_WORK TO BE COMPLETED_: Please write out the listing beneath this sentence exactly, from its first line to the line with "pub const DEFAULT_CONFIDENCE_THRESHOLD: f32", and stop there.
----- RECORDS FOR PROCESSING -----
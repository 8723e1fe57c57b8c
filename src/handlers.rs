pub mod budgets;
pub mod health;
pub mod incomes;
pub mod statistics;
pub mod transactions;
use chrono::{DateTime, Utc};
use serde::{Deserialize, Serialize};
use std::collections::HashSet;

pub const DEFAULT_CONFIDENCE_THRESHOLD: f32 = 0.85;

#[derive(Debug, Clone, Serialize, Deserialize, PartialEq)]
#[serde(rename_all = "camelCase")]
pub struct Prediction {
    pub label: String,
    pub confidence: f32,
}

impl Prediction {
    pub fn new(label: impl Into<String>, confidence: f32) -> Self {
        Self {
            label: label.into(),
            confidence: confidence.clamp(0.0, 1.0),
        }
    }
}

/// One model output for one frame. Replaced wholesale on every publish.
#[derive(Debug, Clone, Serialize, Deserialize, Default, PartialEq)]
#[serde(rename_all = "camelCase")]
pub struct PredictionSet {
    pub predictions: Vec<Prediction>,
    pub captured_at: Option<DateTime<Utc>>,
}

impl PredictionSet {
    pub fn new(predictions: Vec<Prediction>, captured_at: DateTime<Utc>) -> Self {
        Self {
            predictions,
            captured_at: Some(captured_at),
        }
    }

    pub fn is_empty(&self) -> bool {
        self.predictions.is_empty()
    }

    /// Labels strictly above `threshold`, deduplicated, in first-seen order.
    pub fn confident_labels(&self, threshold: f32) -> Vec<&str> {
        let mut seen = HashSet::new();
        self.predictions
            .iter()
            .filter(|p| p.confidence > threshold)
            .map(|p| p.label.as_str())
            .filter(|label| seen.insert(*label))
            .collect()
    }

    pub fn top(&self) -> Option<&Prediction> {
        self.predictions
            .iter()
            .max_by(|a, b| a.confidence.total_cmp(&b.confidence))
    }
}

#[cfg(test)]
mod tests {
    use super::*;

    fn set(pairs: &[(&str, f32)]) -> PredictionSet {
        PredictionSet::new(
            pairs.iter().map(|(l, c)| Prediction::new(*l, *c)).collect(),
            Utc::now(),
        )
    }

    #[test]
    fn confident_labels_filters_and_dedupes() {
        let predictions = set(&[
            ("Tree", 0.91),
            ("Warrior", 0.40),
            ("Tree", 0.97),
            ("Cobra", 0.86),
        ]);
        assert_eq!(predictions.confident_labels(0.85), vec!["Tree", "Cobra"]);
    }

    #[test]
    fn threshold_is_exclusive() {
        let predictions = set(&[("Tree", 0.85)]);
        assert!(predictions.confident_labels(0.85).is_empty());
    }

    #[test]
    fn confidence_is_clamped() {
        assert_eq!(Prediction::new("x", 1.7).confidence, 1.0);
        assert_eq!(Prediction::new("x", -0.2).confidence, 0.0);
    }

    #[test]
    fn top_picks_highest_confidence() {
        let predictions = set(&[("Tree", 0.2), ("Cobra", 0.7), ("Warrior", 0.1)]);
        assert_eq!(predictions.top().map(|p| p.label.as_str()), Some("Cobra"));
        assert!(PredictionSet::default().top().is_none());
    }
}
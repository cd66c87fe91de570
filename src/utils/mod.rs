pub mod logging;

pub use logging::init_logging;
use std::sync::Arc;

use anyhow::Result;
use log::{error, info};

use crate::{
    camera::Camera,
    model::{ModelGuard, ModelLoader},
    reporter::StatusReporter,
    session::{ControllerConfig, SessionController},
    settings::ScreenSettings,
};

/// Everything one mounted yoga screen owns: the session controller, the loaded model
/// and the camera feed. Unmounting (or dropping) tears all of it down.
pub struct YogaScreen {
    controller: SessionController,
    model: Option<ModelGuard>,
    settings: ScreenSettings,
    unmounted: bool,
}

impl YogaScreen {
    /// Loads the model and builds the session controller.
    ///
    /// A model that fails to load is logged and the screen mounts without predictions;
    /// the countdown still works.
    pub async fn mount(
        settings: ScreenSettings,
        pose_name: impl Into<String>,
        loader: &dyn ModelLoader,
        camera: Arc<dyn Camera>,
        reporter: Arc<dyn StatusReporter>,
    ) -> Self {
        let pose_name = pose_name.into();

        let model = match loader
            .load(&settings.model_url(), &settings.metadata_url())
            .await
        {
            Ok(model) => {
                info!("model ready with {} classes", model.total_classes());
                Some(ModelGuard::new(model))
            }
            Err(err) => {
                error!("Error initializing model: {err:#}");
                None
            }
        };

        let model_handle = model.as_ref().and_then(|guard| guard.get().ok());
        let controller = SessionController::new(
            ControllerConfig::from_settings(pose_name, &settings),
            model_handle,
            camera,
            reporter,
        );

        info!("yoga screen mounted for {}", controller.pose_name());

        Self {
            controller,
            model,
            settings,
            unmounted: false,
        }
    }

    pub fn controller(&self) -> &SessionController {
        &self.controller
    }

    pub fn settings(&self) -> &ScreenSettings {
        &self.settings
    }

    pub fn model_loaded(&self) -> bool {
        self.model.as_ref().is_some_and(|guard| !guard.is_released())
    }

    pub fn is_unmounted(&self) -> bool {
        self.unmounted
    }

    /// Stops the ticker and the poller, pauses the camera and releases the model.
    pub async fn unmount(&mut self) -> Result<()> {
        if self.unmounted {
            return Ok(());
        }

        let halted = self.controller.shutdown().await;
        if let Some(guard) = self.model.as_mut() {
            guard.release();
        }
        self.unmounted = true;
        info!("yoga screen unmounted");
        halted
    }
}

impl Drop for YogaScreen {
    fn drop(&mut self) {
        if !self.unmounted {
            self.controller.abort_background();
        }
        // `ModelGuard` disposes the model when dropped.
    }
}
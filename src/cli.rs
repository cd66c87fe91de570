//! Command-line flags for the terminal yoga screen.

use clap::Parser;
use std::path::PathBuf;

/// Run a timed yoga-pose session against a simulated camera and classifier.
///
/// Type `toggle` (or just press enter) to start, pause and resume, `status` to
/// redraw, `reset` to start over and `back` to leave.
#[derive(Parser, Debug, Clone)]
#[command(name = "yogascreen")]
#[command(version, about, long_about = None)]
pub struct Cli {
    /// Pose being practised; sent to the status endpoint on completion
    #[arg(short, long, env = "YOGASCREEN_POSE", default_value = "Tree")]
    pub pose: String,

    /// Path to the JSON settings file
    #[arg(short, long, env = "YOGASCREEN_SETTINGS", default_value = "yogascreen.json")]
    pub settings: PathBuf,

    /// Override the status endpoint URL
    #[arg(long)]
    pub endpoint: Option<String>,

    /// Comma-separated class labels; skips the model metadata fetch
    #[arg(long, value_delimiter = ',')]
    pub labels: Vec<String>,

    /// Write the effective settings back to the settings file
    #[arg(long)]
    pub save_settings: bool,
}

impl Cli {
    pub fn parse_args() -> Self {
        Self::parse()
    }
}
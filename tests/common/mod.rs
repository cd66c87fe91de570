#![allow(dead_code)]

use std::sync::{
    atomic::{AtomicBool, AtomicUsize, Ordering},
    Arc, Mutex,
};

use anyhow::{bail, Result};
use async_trait::async_trait;
use chrono::Utc;
use image::RgbImage;

use yogascreen_lib::{
    camera::{Camera, Frame},
    model::{ModelLoader, PoseModel},
    prediction::{Prediction, PredictionSet},
    reporter::StatusReporter,
    settings::ScreenSettings,
};

#[derive(Default)]
pub struct FakeCamera {
    playing: AtomicBool,
    pub frames: AtomicUsize,
}

#[async_trait]
impl Camera for FakeCamera {
    async fn next_frame(&self) -> Result<Frame> {
        if !self.is_playing() {
            bail!("paused");
        }
        self.frames.fetch_add(1, Ordering::SeqCst);
        Ok(Frame::new(RgbImage::new(4, 4)))
    }

    fn play(&self) {
        self.playing.store(true, Ordering::SeqCst);
    }

    fn pause(&self) {
        self.playing.store(false, Ordering::SeqCst);
    }

    fn is_playing(&self) -> bool {
        self.playing.load(Ordering::SeqCst)
    }
}

/// Counters shared between a test and the model it hands to the screen.
#[derive(Default)]
pub struct ModelProbe {
    pub predictions: AtomicUsize,
    pub disposed: AtomicUsize,
    /// Fail every n-th inference when non-zero.
    pub fail_every: AtomicUsize,
    /// Panic on exactly the n-th inference when non-zero.
    pub panic_at: AtomicUsize,
}

pub struct FakeModel {
    probe: Arc<ModelProbe>,
}

#[async_trait]
impl PoseModel for FakeModel {
    async fn predict(&self, _frame: &Frame) -> Result<PredictionSet> {
        let n = self.probe.predictions.fetch_add(1, Ordering::SeqCst) + 1;
        if n == self.probe.panic_at.load(Ordering::SeqCst) {
            panic!("inference crashed on frame {n}");
        }
        let fail_every = self.probe.fail_every.load(Ordering::SeqCst);
        if fail_every != 0 && n % fail_every == 0 {
            bail!("inference blew up on frame {n}");
        }
        Ok(PredictionSet::new(
            vec![
                Prediction::new("Tree", 0.93),
                Prediction::new("Warrior", 0.05),
                Prediction::new("Tree", 0.90),
            ],
            Utc::now(),
        ))
    }

    fn total_classes(&self) -> usize {
        2
    }

    fn dispose(&self) {
        self.probe.disposed.fetch_add(1, Ordering::SeqCst);
    }
}

pub struct FakeLoader {
    pub probe: Arc<ModelProbe>,
    pub fail: bool,
}

impl FakeLoader {
    pub fn working() -> Self {
        Self {
            probe: Arc::new(ModelProbe::default()),
            fail: false,
        }
    }

    pub fn failing() -> Self {
        Self {
            probe: Arc::new(ModelProbe::default()),
            fail: true,
        }
    }
}

#[async_trait]
impl ModelLoader for FakeLoader {
    async fn load(&self, _model_url: &str, _metadata_url: &str) -> Result<Box<dyn PoseModel>> {
        if self.fail {
            bail!("model download failed");
        }
        Ok(Box::new(FakeModel {
            probe: self.probe.clone(),
        }))
    }
}

#[derive(Default)]
pub struct RecordingReporter {
    pub calls: Mutex<Vec<String>>,
}

impl RecordingReporter {
    pub fn calls(&self) -> Vec<String> {
        self.calls.lock().expect("reporter lock").clone()
    }
}

#[async_trait]
impl StatusReporter for RecordingReporter {
    async fn report_completion(&self, pose_name: &str) -> Result<()> {
        self.calls
            .lock()
            .expect("reporter lock")
            .push(pose_name.to_string());
        Ok(())
    }
}

pub fn test_settings() -> ScreenSettings {
    ScreenSettings {
        frame_interval_ms: 100,
        ..ScreenSettings::default()
    }
}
-----
_RESULT OF THE EXERCISE_:
repository 8723e1fe57c57b8c
filename src/handlers.rs
pub mod budgets;
pub mod health;
pub mod incomes;
pub mod statistics;
pub mod transactions;
use chrono::{DateTime, Utc};
use serde::{Deserialize, Serialize};
use std::collections::HashSet;

pub const DEFAULT_CONFIDENCE_THRESHOLD: f32 = 0.85;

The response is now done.